TASK OBJECTIVE: Copy out every line of the records where the string "crate" occurs.

EXTRACTED DATA:
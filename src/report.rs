//! Report assembly for the full pipeline: score tables, chart dump, defense
//! and attack rankings, composite ranking. Each section toggles
//! independently; text formatting is presentation only, the scores and
//! groupings are the contract.

use std::fmt;
use std::fmt::Write as _;

use serde::Serialize;

use crate::chart::{ChartError, Multiplier, TypeChart, TypeId};
use crate::ranking::{composite_rankings, RankError};
use crate::scoring::aggregate::{attack_rankings, defense_rankings, AttackCoverage, ScoreGroups};
use crate::scoring::normalize::normalize;
use crate::scoring::score::{attack_score, defense_score};

/// Stage toggles for one pipeline run. Defaults to the fullest variant:
/// every section on, dual-coverage attack scoring.
#[derive(Debug, Clone, Copy, PartialEq, Eq)]
pub struct ReportConfig {
    /// Emit the multiplier-to-score mapping tables.
    pub score_tables: bool,
    /// Emit the raw effectiveness chart.
    pub chart_dump: bool,
    /// Min-max normalize ranking scores. When off, rankings carry raw
    /// integer scores and the composite section (defined over normalized
    /// scores only) is omitted.
    pub normalize: bool,
    /// Emit the composite ranking.
    pub composite: bool,
    pub coverage: AttackCoverage,
}

impl Default for ReportConfig {
    fn default() -> Self {
        Self {
            score_tables: true,
            chart_dump: true,
            normalize: true,
            composite: true,
            coverage: AttackCoverage::default(),
        }
    }
}

#[derive(Debug, Clone, PartialEq, Eq)]
pub enum ReportError {
    Chart(ChartError),
    Rank(RankError),
}

impl fmt::Display for ReportError {
    fn fmt(&self, f: &mut fmt::Formatter<'_>) -> fmt::Result {
        match self {
            Self::Chart(err) => err.fmt(f),
            Self::Rank(err) => err.fmt(f),
        }
    }
}

impl std::error::Error for ReportError {}

impl From<ChartError> for ReportError {
    fn from(err: ChartError) -> Self {
        Self::Chart(err)
    }
}

impl From<RankError> for ReportError {
    fn from(err: RankError) -> Self {
        Self::Rank(err)
    }
}

/// One multiplier row of the score-mapping tables.
#[derive(Debug, Clone, PartialEq, Eq, Serialize)]
pub struct ScoreTableEntry {
    pub multiplier: String,
    pub defense_score: i32,
    pub attack_score: i32,
}

/// One attacker row of the chart dump.
#[derive(Debug, Clone, PartialEq, Eq, Serialize)]
pub struct ChartRow {
    pub attacker: String,
    pub multipliers: Vec<String>,
}

/// One score group of a ranking, ascending. Decimal scores keep their full
/// 28-digit rendering, so they serialize as strings.
#[derive(Debug, Clone, PartialEq, Eq, Serialize)]
pub struct RankingEntry {
    pub score: String,
    pub labels: Vec<String>,
}

/// Machine-readable form of one pipeline run.
#[derive(Debug, Clone, PartialEq, Eq, Serialize)]
pub struct Report {
    #[serde(skip_serializing_if = "Option::is_none")]
    pub score_table: Option<Vec<ScoreTableEntry>>,
    #[serde(skip_serializing_if = "Option::is_none")]
    pub chart: Option<Vec<ChartRow>>,
    pub defense: Vec<RankingEntry>,
    pub attack: Vec<RankingEntry>,
    #[serde(skip_serializing_if = "Option::is_none")]
    pub composite: Option<Vec<RankingEntry>>,
}

fn ranking_entries<K: Ord + fmt::Display>(groups: &ScoreGroups<K>) -> Vec<RankingEntry> {
    groups
        .iter()
        .map(|(score, labels)| RankingEntry {
            score: score.to_string(),
            labels: labels.to_vec(),
        })
        .collect()
}

fn score_table_entries() -> Vec<ScoreTableEntry> {
    Multiplier::ALL
        .iter()
        .map(|&m| ScoreTableEntry {
            multiplier: m.value_str().to_string(),
            defense_score: defense_score(m),
            attack_score: attack_score(m),
        })
        .collect()
}

fn chart_rows(chart: &TypeChart) -> Vec<ChartRow> {
    TypeId::ALL
        .iter()
        .map(|&attacker| ChartRow {
            attacker: attacker.name().to_string(),
            multipliers: TypeId::ALL
                .iter()
                .map(|&defender| chart.multiplier(attacker, defender).value_str().to_string())
                .collect(),
        })
        .collect()
}

/// Run the pipeline and collect the selected sections.
pub fn build_report(chart: &TypeChart, config: &ReportConfig) -> Result<Report, ReportError> {
    let defense = defense_rankings(chart)?;
    let attack = attack_rankings(chart, config.coverage)?;

    let (defense_entries, attack_entries, composite_entries) = if config.normalize {
        let defense = normalize(&defense);
        let attack = normalize(&attack);
        let composite = if config.composite {
            Some(ranking_entries(&composite_rankings(&defense, &attack)?))
        } else {
            None
        };
        (ranking_entries(&defense), ranking_entries(&attack), composite)
    } else {
        (ranking_entries(&defense), ranking_entries(&attack), None)
    };

    Ok(Report {
        score_table: config.score_tables.then(score_table_entries),
        chart: config.chart_dump.then(|| chart_rows(chart)),
        defense: defense_entries,
        attack: attack_entries,
        composite: composite_entries,
    })
}

fn banner(out: &mut String, title: &str) {
    let _ = writeln!(out, "--------------------{title}--------------------");
}

fn render_ranking(out: &mut String, title: &str, entries: &[RankingEntry]) {
    banner(out, title);
    for entry in entries {
        let _ = writeln!(
            out,
            "score: {}, types: [{}]",
            entry.score,
            entry.labels.join(", ")
        );
    }
}

/// Run the pipeline and render the selected sections as text.
pub fn render_report(chart: &TypeChart, config: &ReportConfig) -> Result<String, ReportError> {
    let report = build_report(chart, config)?;
    let mut out = String::new();

    if let Some(table) = &report.score_table {
        banner(&mut out, "defense-multiplier-score-table");
        for entry in table {
            let _ = writeln!(
                &mut out,
                "damage taken x{} -> score {}",
                entry.multiplier, entry.defense_score
            );
        }
        banner(&mut out, "attack-multiplier-score-table");
        for entry in table {
            let _ = writeln!(
                &mut out,
                "damage dealt x{} -> score {}",
                entry.multiplier, entry.attack_score
            );
        }
    }

    if let Some(rows) = &report.chart {
        banner(&mut out, "type-effectiveness-chart");
        for row in rows {
            let _ = writeln!(
                &mut out,
                "{:>8}: {}",
                row.attacker,
                row.multipliers.join(" ")
            );
        }
    }

    render_ranking(&mut out, "defensive-attribute-advantage", &report.defense);
    render_ranking(&mut out, "offensive-attribute-advantage", &report.attack);
    if let Some(composite) = &report.composite {
        render_ranking(&mut out, "composite-attribute-ranking", composite);
    }

    Ok(out)
}

#[cfg(test)]
mod tests {
    use super::{build_report, render_report, ReportConfig};
    use crate::chart::TypeChart;
    use crate::scoring::aggregate::AttackCoverage;

    #[test]
    fn default_report_has_every_section() {
        let report = build_report(TypeChart::standard(), &ReportConfig::default()).unwrap();
        assert!(report.score_table.is_some());
        assert!(report.chart.is_some());
        assert!(!report.defense.is_empty());
        assert!(!report.attack.is_empty());
        assert!(report.composite.is_some());
    }

    #[test]
    fn raw_config_drops_composite_and_keeps_integer_scores() {
        let config = ReportConfig {
            normalize: false,
            ..ReportConfig::default()
        };
        let report = build_report(TypeChart::standard(), &config).unwrap();
        assert!(report.composite.is_none());
        assert!(report.defense.iter().all(|e| !e.score.contains('.')));
    }

    #[test]
    fn sections_toggle_off() {
        let config = ReportConfig {
            score_tables: false,
            chart_dump: false,
            composite: false,
            normalize: true,
            coverage: AttackCoverage::SingleOnly,
        };
        let text = render_report(TypeChart::standard(), &config).unwrap();
        assert!(!text.contains("type-effectiveness-chart"));
        assert!(!text.contains("score-table"));
        assert!(!text.contains("composite-attribute-ranking"));
        assert!(text.contains("defensive-attribute-advantage"));
        assert!(text.contains("offensive-attribute-advantage"));
    }
}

REPLY TO THE EXERCISE:
use crate::chart::{ChartError, Multiplier, TypeChart, TypeId};
use crate::ranking::{composite_rankings, RankError};
use crate::scoring::aggregate::{attack_rankings, defense_rankings, AttackCoverage, ScoreGroups};
use crate::scoring::normalize::normalize;
use crate::scoring::score::{attack_score, defense_score};
    use crate::chart::TypeChart;
    use crate::scoring::aggregate::AttackCoverage;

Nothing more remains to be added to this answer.